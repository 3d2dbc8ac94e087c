use std::fmt;

use serde::Serialize;
use tracing::debug;

#[derive(Clone, Copy, Debug, PartialEq, Eq, Serialize)]
#[serde(rename_all = "lowercase")]
pub enum ActionState {
    Idle,
    Pending,
    Rendering,
    Failed,
}

impl fmt::Display for ActionState {
    fn fmt(&self, f: &mut fmt::Formatter<'_>) -> fmt::Result {
        let label = match self {
            ActionState::Idle => "idle",
            ActionState::Pending => "pending",
            ActionState::Rendering => "rendering",
            ActionState::Failed => "failed",
        };
        f.write_str(label)
    }
}

#[derive(Clone, Debug, PartialEq, Eq, Serialize)]
pub struct Transition {
    pub action: &'static str,
    pub from: ActionState,
    pub to: ActionState,
}

/// Current state of a controller's actions plus every transition taken.
#[derive(Clone, Debug, Serialize)]
pub struct ActionTracker {
    current: ActionState,
    history: Vec<Transition>,
}

impl Default for ActionTracker {
    fn default() -> Self {
        Self {
            current: ActionState::Idle,
            history: Vec::new(),
        }
    }
}

impl ActionTracker {
    pub fn current(&self) -> ActionState {
        self.current
    }

    pub fn history(&self) -> &[Transition] {
        &self.history
    }

    pub fn enter(&mut self, action: &'static str, to: ActionState) {
        let from = self.current;
        debug!(action, %from, %to, "action state");
        self.history.push(Transition { action, from, to });
        self.current = to;
    }

    /// The states visited, in order, starting from the initial idle state.
    pub fn path(&self) -> Vec<ActionState> {
        std::iter::once(ActionState::Idle)
            .chain(self.history.iter().map(|transition| transition.to))
            .collect()
    }
}

/// How a triggered action ended.
#[derive(Clone, Debug, PartialEq, Eq, Serialize)]
#[serde(tag = "outcome", rename_all = "snake_case")]
pub enum Outcome {
    Rendered,
    Warned { message: String },
    Failed { kind: String, message: String },
    AwaitingConfirmation { modal: &'static str },
}

impl Outcome {
    pub fn is_failure(&self) -> bool {
        matches!(self, Outcome::Failed { .. })
    }
}

impl fmt::Display for Outcome {
    fn fmt(&self, f: &mut fmt::Formatter<'_>) -> fmt::Result {
        match self {
            Outcome::Rendered => f.write_str("done"),
            Outcome::Warned { message } => write!(f, "Warning!: {}", message),
            Outcome::Failed { kind, message } => write!(f, "{}: {}", kind, message),
            Outcome::AwaitingConfirmation { modal } => {
                write!(f, "confirmation required ({})", modal)
            }
        }
    }
}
┄┄┄┄┄┄
• [WORK ORDER]:
Return every line of the listing above that contains "impl".

• [SOLUTION TO THE PROBLEM]:
impl fmt::Display for ActionState {
impl Default for ActionTracker {
impl ActionTracker {
impl Outcome {
impl fmt::Display for Outcome {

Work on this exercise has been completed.